La Luna Menguante es la fase que cierra el ciclo lunar. En esta fase en que la luna va disminuyendo su luz, el cuerpo y la mente también se relajan al mismo ritmo. Encontramos más facilidad para desprendernos de todo aquello que nos sobra: líquidos, grasas, toxinas, pensamientos tóxicos, etc. Así nuestro nivel de agua disminuye. Por esta razón las emociones más negativas e incluso nocivas están a flor de piel y es buen periodo para removerlas, sacarlas a flote y sanarlas. No es casual que las heridas cicatricen mejor durante este periodo.

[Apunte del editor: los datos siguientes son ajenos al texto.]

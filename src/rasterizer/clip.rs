//! Homogeneous clip-space accept/reject and near/far clipping
//!
//! Runs on clip-space vertices before the perspective divide.

use super::types::ClipMode;
use super::vertex::Vertex;

/// Smallest `w` allowed through clipping, keeps 1/w bounded
pub const W_EPSILON: f32 = 1e-5;

/// A triangle clipped against three planes has at most 3 + 3 vertices
const MAX_POLYGON: usize = 6;

/// Outcome for one triangle
#[derive(Debug, Clone, Copy, PartialEq, Eq)]
pub enum PrimitiveState {
    /// Outside the clip volume (or unusable); draw nothing
    Discard,
    /// Entirely inside; draw as is
    Keep,
    /// Crosses a clipped plane; draw the clipped polygon instead
    Split,
}

#[derive(Debug, Clone, Copy)]
enum Plane {
    W,
    Near,
    Far,
    Left,
    Right,
    Bottom,
    Top,
}

impl Plane {
    const ALL: [Plane; 7] = [
        Plane::W,
        Plane::Near,
        Plane::Far,
        Plane::Left,
        Plane::Right,
        Plane::Bottom,
        Plane::Top,
    ];

    /// Planes the polygon is actually cut against
    const CLIPPED: [Plane; 3] = [Plane::W, Plane::Near, Plane::Far];

    /// Signed distance, inside when >= 0
    #[inline]
    fn distance(self, v: &Vertex) -> f32 {
        let p = v.position;
        match self {
            Plane::W => p.w - W_EPSILON,
            Plane::Near => p.z + p.w,
            Plane::Far => p.w - p.z,
            Plane::Left => p.x + p.w,
            Plane::Right => p.w - p.x,
            Plane::Bottom => p.y + p.w,
            Plane::Top => p.w - p.y,
        }
    }
}

/// Conservative test: every vertex strictly inside the homogeneous cube
#[inline]
fn inside_cube(v: &Vertex) -> bool {
    let p = v.position;
    p.w > 0.0 && p.x.abs() <= p.w && p.y.abs() <= p.w && p.z.abs() <= p.w
}

/// Decide what to do with a clip-space triangle
pub fn classify(tri: &[Vertex; 3], mode: ClipMode) -> PrimitiveState {
    if tri.iter().any(|v| !v.position.is_finite()) {
        return PrimitiveState::Discard;
    }

    match mode {
        ClipMode::Reject => {
            if tri.iter().all(inside_cube) {
                PrimitiveState::Keep
            } else {
                PrimitiveState::Discard
            }
        }
        ClipMode::NearFar => {
            // Trivial reject: all three outside one plane
            for plane in Plane::ALL {
                if tri.iter().all(|v| plane.distance(v) < 0.0) {
                    return PrimitiveState::Discard;
                }
            }
            let crosses = Plane::CLIPPED
                .iter()
                .any(|plane| tri.iter().any(|v| plane.distance(v) < 0.0));
            if crosses {
                PrimitiveState::Split
            } else {
                PrimitiveState::Keep
            }
        }
    }
}

/// Convex polygon produced by clipping, stored inline
#[derive(Debug, Clone, Copy)]
pub struct Polygon {
    vertices: [Vertex; MAX_POLYGON],
    len: usize,
}

impl Polygon {
    fn from_triangle(tri: &[Vertex; 3]) -> Self {
        let mut vertices = [Vertex::default(); MAX_POLYGON];
        vertices[..3].copy_from_slice(tri);
        Self { vertices, len: 3 }
    }

    fn empty() -> Self {
        Self {
            vertices: [Vertex::default(); MAX_POLYGON],
            len: 0,
        }
    }

    fn push(&mut self, v: Vertex) {
        // Convex input and one plane per pass keep us within capacity
        if self.len < MAX_POLYGON {
            self.vertices[self.len] = v;
            self.len += 1;
        }
    }

    pub fn len(&self) -> usize {
        self.len
    }

    pub fn is_empty(&self) -> bool {
        self.len == 0
    }

    pub fn vertices(&self) -> &[Vertex] {
        &self.vertices[..self.len]
    }

    /// Fan triangulation around the first vertex, preserving winding
    pub fn triangles(&self) -> impl Iterator<Item = [Vertex; 3]> + '_ {
        let verts = self.vertices();
        (1..self.len.saturating_sub(1)).map(move |i| [verts[0], verts[i], verts[i + 1]])
    }

    /// One Sutherland–Hodgman pass
    fn clip(&self, plane: Plane) -> Polygon {
        let mut out = Polygon::empty();
        let verts = self.vertices();
        for (i, current) in verts.iter().enumerate() {
            let next = &verts[(i + 1) % verts.len()];
            let dc = plane.distance(current);
            let dn = plane.distance(next);

            if dc >= 0.0 {
                out.push(*current);
            }
            if (dc >= 0.0) != (dn >= 0.0) {
                let t = dc / (dc - dn);
                out.push(Vertex::interpolate(current, next, t));
            }
        }
        out
    }
}

/// Clip a triangle against the w, near and far planes
pub fn clip_triangle(tri: &[Vertex; 3]) -> Polygon {
    let mut poly = Polygon::from_triangle(tri);
    for plane in Plane::CLIPPED {
        if poly.len() < 3 {
            return Polygon::empty();
        }
        poly = poly.clip(plane);
    }
    if poly.len() < 3 {
        return Polygon::empty();
    }
    poly
}

#[cfg(test)]
mod tests {
    use super::*;
    use crate::rasterizer::math::Vec4;

    fn clip_vertex(x: f32, y: f32, z: f32, w: f32) -> Vertex {
        Vertex {
            position: Vec4::new(x, y, z, w),
            ..Vertex::default()
        }
    }

    #[test]
    fn test_inside_triangle_is_kept() {
        let tri = [
            clip_vertex(-0.5, -0.5, 0.5, 1.0),
            clip_vertex(0.5, -0.5, 0.5, 1.0),
            clip_vertex(0.0, 0.5, 0.5, 1.0),
        ];
        assert_eq!(classify(&tri, ClipMode::Reject), PrimitiveState::Keep);
        assert_eq!(classify(&tri, ClipMode::NearFar), PrimitiveState::Keep);
    }

    #[test]
    fn test_behind_viewer_is_discarded() {
        let tri = [
            clip_vertex(-0.5, -0.5, 0.5, -1.0),
            clip_vertex(0.5, -0.5, 0.5, -2.0),
            clip_vertex(0.0, 0.5, 0.5, -1.0),
        ];
        assert_eq!(classify(&tri, ClipMode::Reject), PrimitiveState::Discard);
        assert_eq!(classify(&tri, ClipMode::NearFar), PrimitiveState::Discard);
    }

    #[test]
    fn test_reject_drops_partially_outside() {
        let tri = [
            clip_vertex(-0.5, -0.5, 0.5, 1.0),
            clip_vertex(3.0, -0.5, 0.5, 1.0),
            clip_vertex(0.0, 0.5, 0.5, 1.0),
        ];
        assert_eq!(classify(&tri, ClipMode::Reject), PrimitiveState::Discard);
        // Side planes are left to the raster bounds
        assert_eq!(classify(&tri, ClipMode::NearFar), PrimitiveState::Keep);
    }

    #[test]
    fn test_straddling_near_plane_splits() {
        let tri = [
            clip_vertex(-0.5, -0.5, -2.0, 1.0),
            clip_vertex(0.5, -0.5, 0.5, 1.0),
            clip_vertex(0.0, 0.5, 0.5, 1.0),
        ];
        assert_eq!(classify(&tri, ClipMode::NearFar), PrimitiveState::Split);

        let poly = clip_triangle(&tri);
        // One corner cut off: a quad
        assert_eq!(poly.len(), 4);
        assert_eq!(poly.triangles().count(), 2);
        for v in poly.vertices() {
            assert!(v.position.z >= -v.position.w - 1e-5);
        }
    }

    #[test]
    fn test_clip_interpolates_attributes() {
        let mut a = clip_vertex(0.0, 0.0, -3.0, 1.0);
        let mut b = clip_vertex(0.0, 0.0, 1.0, 1.0);
        let c = clip_vertex(1.0, 0.0, 1.0, 1.0);
        a.uv.x = 0.0;
        b.uv.x = 1.0;
        let poly = clip_triangle(&[a, b, c]);
        // Edge a->b crosses z = -1 halfway
        let cut = poly
            .vertices()
            .iter()
            .find(|v| (v.position.z + 1.0).abs() < 1e-5 && v.position.x == 0.0)
            .copied()
            .unwrap();
        assert!((cut.uv.x - 0.5).abs() < 1e-5);
    }

    #[test]
    fn test_fully_clipped_polygon_is_empty() {
        let tri = [
            clip_vertex(0.0, 0.0, 0.0, 0.0),
            clip_vertex(1.0, 0.0, 0.0, 0.0),
            clip_vertex(0.0, 1.0, 0.0, 0.0),
        ];
        assert!(clip_triangle(&tri).is_empty());
        assert_eq!(clip_triangle(&tri).triangles().count(), 0);
    }

    #[test]
    fn test_non_finite_is_discarded() {
        let tri = [
            clip_vertex(f32::NAN, 0.0, 0.5, 1.0),
            clip_vertex(1.0, 0.0, 0.5, 1.0),
            clip_vertex(0.0, 1.0, 0.5, 1.0),
        ];
        assert_eq!(classify(&tri, ClipMode::NearFar), PrimitiveState::Discard);
    }
}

En Luna Nueva realizamos hechizos que disminuyen o quitan algo: alejar enemigos, enfermedades, espíritus, situaciones que nos disgustan... Llevamos a cabo trabajos que alejan, disminuyen o llevan a término asuntos pendientes. Se hacen hechizos y rituales que involucran la exoneración, la reversión, la muerte y la resurrección, la sanación, la sabiduría, la madurez, la contramagia, liberarse de ataduras, superación, hechizos para modificar el clima, la pérdida de peso, la venta de propiedades y el rompimiento de adicciones, malos hábitos y rachas de mala suerte.
Como en esta fase lunar eliminamos toxinas con más facilidad, es muy buena época para iniciar un plan de adelgazamiento, para realizar tratamientos de limpieza de piel y para el acné.
Si queremos que el pelo crezca más despacio pero con mayor fortaleza, es la mejor época para cortárnoslo. También sucede lo mismo con las uñas.